En simplifiant, les écosystèmes peuvent être définis comme de la biomasse, constituée par la matière vivante (plantes, animaux, champignons etc.) interagissant avec le milieu. Pour fonctionner, un écosystème a besoin d'énergie. Celle-ci pénètre la biomasse, grâce à la photosynthèse des plantes par exemple, passe dans la chaîne alimentaire (les plantes sont consommées par les herbivores), et est finalement transformée en chaleur, au cours de la respiration des organismes notamment.

A cette d'énergie, s'en ajoute une autre qualifiée en écologie d'"auxiliaire" : l'énergie nécessaire à la mise en contact d'éléments complémentaires du milieu. Ainsi, pour grandir, une plante a besoin de sels nutritifs, initialement présents en solution dans le sol, au niveau de ses feuilles. Cet apport minéral est effectué par une "succion" de l'eau du sol à partir des feuilles grâce à l'évaporation (aussi appelée transpiration végétale,) de l'eau au niveau de ces dernières. L'énergie autorisant le déplacement d'eau du sol vers les feuilles est une énergie auxiliaire : elle permet la mise en contact de deux composantes de l'écosystème - les sels minéraux du sol d'une part, les cellules chlorophylliennes des feuilles de l'autre. Grâce à cette mise en interaction la plante peut grandir et participer au bon fonctionnement de l'écosystème.

Cet exemple l'illustre, l'énergie auxiliaire est principalement consacrée aux déplacements des fluides (eau, air), ceux-ci s'accompagnant de transports de matière. C'est donc l'énergie assurant un contact au bon endroit et au bon moment entre les éléments de l'écosystème appelés à interagir. Pour revenir au cas des plantes, la photosynthèse est conditionnée par la présence simultanée et au même endroit des cellules chlorophylliennes, de l'énergie lumineuse, du CO2 et des sels minéraux. Cette mise en présence de différents matériaux est réalisée par les mouvements de l'air (vent) propice à l'évapotranspiration, elle même impliquant la montée de l'eau des racines aux feuilles par l'énergie auxiliaire.

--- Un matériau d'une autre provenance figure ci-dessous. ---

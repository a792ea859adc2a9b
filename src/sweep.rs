//! Timed benchmark passes ("sweeps") over a store handle.
//!
//! A sweep applies one operation across the store's whole key domain and
//! reports the elapsed monotonic time around the loop. Key selection
//! depends on the variant:
//!
//! - **Array**: iterate indices `[0, capacity)` directly; the key domain is
//!   dense and known up front.
//! - **Hash**: lookup and delete sweeps walk the live key set through a
//!   fresh [`KeyCursor`]; the insert sweep draws keys from a seeded PRNG so
//!   runs are reproducible.
//!
//! Sweeps are all-or-nothing: the first failed operation aborts the pass.
//! The one exception is `NotFound` on a cursor-yielded key, which is a
//! benign race against the live producer and is skipped.

use crate::clock::{MonotonicClock, Timespec};
use crate::cursor::KeyCursor;
use crate::store::{MapKind, MapStore, StoreError};
use rand::rngs::StdRng;
use rand::{Rng, SeedableRng};

/// Fixed seed for the hash insert sweep's key stream.
const INSERT_SWEEP_SEED: u64 = 0xC0FF_EE00_B00F_5EED;

/// The operation a sweep applies across the key domain.
#[derive(Debug, Clone, Copy, PartialEq, Eq)]
pub enum SweepKind {
    Lookup,
    Insert,
    /// True deletion on the hash variant; a zero-sentinel overwrite on the
    /// array variant.
    DeleteOrReset,
}

impl std::fmt::Display for SweepKind {
    fn fmt(&self, f: &mut std::fmt::Formatter<'_>) -> std::fmt::Result {
        match self {
            SweepKind::Lookup => write!(f, "lookup"),
            SweepKind::Insert => write!(f, "insert"),
            SweepKind::DeleteOrReset => write!(f, "delete"),
        }
    }
}

/// Deterministic value for a swept key, `2 * key`.
fn value_for(key: u32) -> u64 {
    u64::from(key) * 2
}

/// Run one timed pass of `kind` against `store`. Returns the elapsed time
/// around the operation loop, or the first non-benign operation failure.
pub fn run_sweep(
    store: &dyn MapStore,
    kind: SweepKind,
    clock: &MonotonicClock,
) -> Result<Timespec, StoreError> {
    let start = clock.now();
    match (store.kind(), kind) {
        (MapKind::Array, SweepKind::Lookup) => {
            for key in 0..store.capacity() {
                store.lookup(key)?;
            }
        }
        (MapKind::Array, SweepKind::Insert) => {
            for key in 0..store.capacity() {
                store.insert(key, value_for(key))?;
            }
        }
        (MapKind::Array, SweepKind::DeleteOrReset) => {
            for key in 0..store.capacity() {
                store.delete(key)?;
            }
        }
        (MapKind::Hash, SweepKind::Lookup) => {
            for key in KeyCursor::new(store) {
                match store.lookup(key) {
                    Ok(_) => {}
                    // Deleted between the successor call and the lookup.
                    Err(StoreError::NotFound { .. }) => {}
                    Err(e) => return Err(e),
                }
            }
        }
        (MapKind::Hash, SweepKind::Insert) => {
            let mut rng = StdRng::seed_from_u64(INSERT_SWEEP_SEED);
            let capacity = store.capacity();
            for _ in 0..capacity {
                let key = rng.gen_range(0..capacity);
                store.insert(key, value_for(key))?;
            }
        }
        (MapKind::Hash, SweepKind::DeleteOrReset) => {
            for key in KeyCursor::new(store) {
                match store.delete(key) {
                    Ok(_) => {}
                    // Already gone; the producer beat us to it.
                    Err(StoreError::NotFound { .. }) => {}
                    Err(e) => return Err(e),
                }
            }
        }
    }
    let end = clock.now();
    Ok(end - start)
}
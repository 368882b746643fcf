//! Statement execution with the DELETE gate.
//!
//! Opens one session per request, submits the statement, and turns whatever
//! happens into an [`ExecutionResult`]. Errors never escape this boundary.

use crate::config::ConnectionProfile;
use crate::db::{Connector, DatabaseSession, RowSet};
use crate::error::{ExecutorError, Result};
use crate::output::OutputFormat;
use crate::safety::{self, StatementKind};
use std::time::Instant;
use tracing::{debug, info};

/// Everything needed to run one statement.
#[derive(Debug, Clone)]
pub struct ExecutionRequest {
    pub connection: ConnectionProfile,
    pub statement: String,
    pub output_format: OutputFormat,
}

/// Outcome of executing a statement.
#[derive(Debug, Clone, PartialEq)]
pub enum ExecutionResult {
    /// The statement returned a row set.
    Rows(RowSet),
    /// The statement changed data; carries the affected-row count.
    Affected(u64),
    /// The statement was rejected or failed.
    Failure(String),
}

impl ExecutionResult {
    /// Returns true unless this is a failure.
    pub fn is_success(&self) -> bool {
        !matches!(self, Self::Failure(_))
    }
}

impl From<ExecutorError> for ExecutionResult {
    fn from(error: ExecutorError) -> Self {
        Self::Failure(error.to_string())
    }
}

/// Query executor that gates and runs statements.
pub struct QueryExecutor<'a> {
    connector: &'a dyn Connector,
}

impl<'a> QueryExecutor<'a> {
    /// Creates a new query executor.
    pub fn new(connector: &'a dyn Connector) -> Self {
        Self { connector }
    }

    /// Gates, runs and classifies one statement.
    pub async fn execute(&self, request: &ExecutionRequest) -> ExecutionResult {
        if let Err(e) = safety::check_statement(&request.statement) {
            info!("Statement rejected: {}", e);
            return e.into();
        }

        let start = Instant::now();
        let mut session = match self.connector.connect(&request.connection).await {
            Ok(session) => session,
            Err(e) => {
                info!("{}: {}", e.category(), e);
                return e.into();
            }
        };

        let outcome = run_statement(session.as_mut(), &request.statement).await;

        if let Err(e) = session.close().await {
            debug!("Error while closing connection: {}", e);
        }

        match outcome {
            Ok(result) => {
                info!("Statement finished in {:?}", start.elapsed());
                result
            }
            Err(e) => {
                info!("{}: {}", e.category(), e);
                e.into()
            }
        }
    }
}

async fn run_statement(session: &mut dyn DatabaseSession, sql: &str) -> Result<ExecutionResult> {
    let output = session.execute(sql).await?;

    let kind = safety::classify(sql, output.has_result_columns());
    debug!("Statement classified as {}", kind);

    match kind {
        StatementKind::Query => Ok(ExecutionResult::Rows(RowSet::from_output(output))),
        StatementKind::Command => {
            let affected = session.rows_affected().await?;
            session.commit().await?;
            Ok(ExecutionResult::Affected(affected))
        }
    }
}
//! Statement safety classification module.
//!
//! Rejects statements containing a DELETE before they reach the server, and
//! decides after execution whether a statement produced rows or changed them.

mod scanner;

pub use scanner::{classify, is_delete_statement, is_query, normalize};

use crate::error::{ExecutorError, Result};
use std::fmt;

/// Shape of a statement's result.
#[derive(Debug, Clone, Copy, PartialEq, Eq, Hash)]
pub enum StatementKind {
    /// Returns a row set.
    Query,
    /// Changes data or schema; reports an affected-row count.
    Command,
}

impl fmt::Display for StatementKind {
    fn fmt(&self, f: &mut fmt::Formatter<'_>) -> fmt::Result {
        match self {
            Self::Query => write!(f, "Query"),
            Self::Command => write!(f, "Command"),
        }
    }
}

/// Gate applied before any connection is opened.
pub fn check_statement(sql: &str) -> Result<()> {
    if is_delete_statement(sql) {
        Err(ExecutorError::PolicyViolation)
    } else {
        Ok(())
    }
}
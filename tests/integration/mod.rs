//! Integration tests for sqlserver-executor.
//!
//! Pipeline and configuration tests run against a mock connector. The
//! live-server tests need a SQL Server instance; set MSSQL_TEST_SERVER,
//! MSSQL_TEST_DATABASE, MSSQL_TEST_USER and MSSQL_TEST_PASSWORD to run them.

pub mod config_test;
pub mod pipeline_test;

Une grande partie de l'énergie auxiliaire est d'origine externe aux organismes vivants (l'énergie générant des mouvements de masses d'air ou d'eau est solaire). Ces derniers en produisent cependant eux-mêmes lorsqu'ils "organisent" leur milieu de vie en vue de leur développement ou de leur survie - cela est vrai aussi bien chez les végétaux que chez les animaux. Par les premiers, une partie de l'énergie captée lors de la photosynthèse est utilisée pour la construction du support (branches, tronc, tiges) assurant le contact entre la plante et l'atmosphère, entre la plante et la solution saline du sol. En cas de dégradation de ce support une plante ne peut plus avoir de contact optimum avec les éléments dont elle a besoin et sa croissance s'en ressent. Les animaux eux, consacrent une partie de l'énergie qu'ils assimilent en s'alimentant à des déplacements actifs, pour rechercher qui de la nourriture qui un milieu favorable à la reproduction ou à l'hivernage. L'enjeu de ces mouvements, donc de l'énergie mise en œuvre, est bien la rencontre dans l'espace et dans le temps d'entités initialement distantes (le prédateur et sa proie, le mâle et la femelle, l'animal et son abris).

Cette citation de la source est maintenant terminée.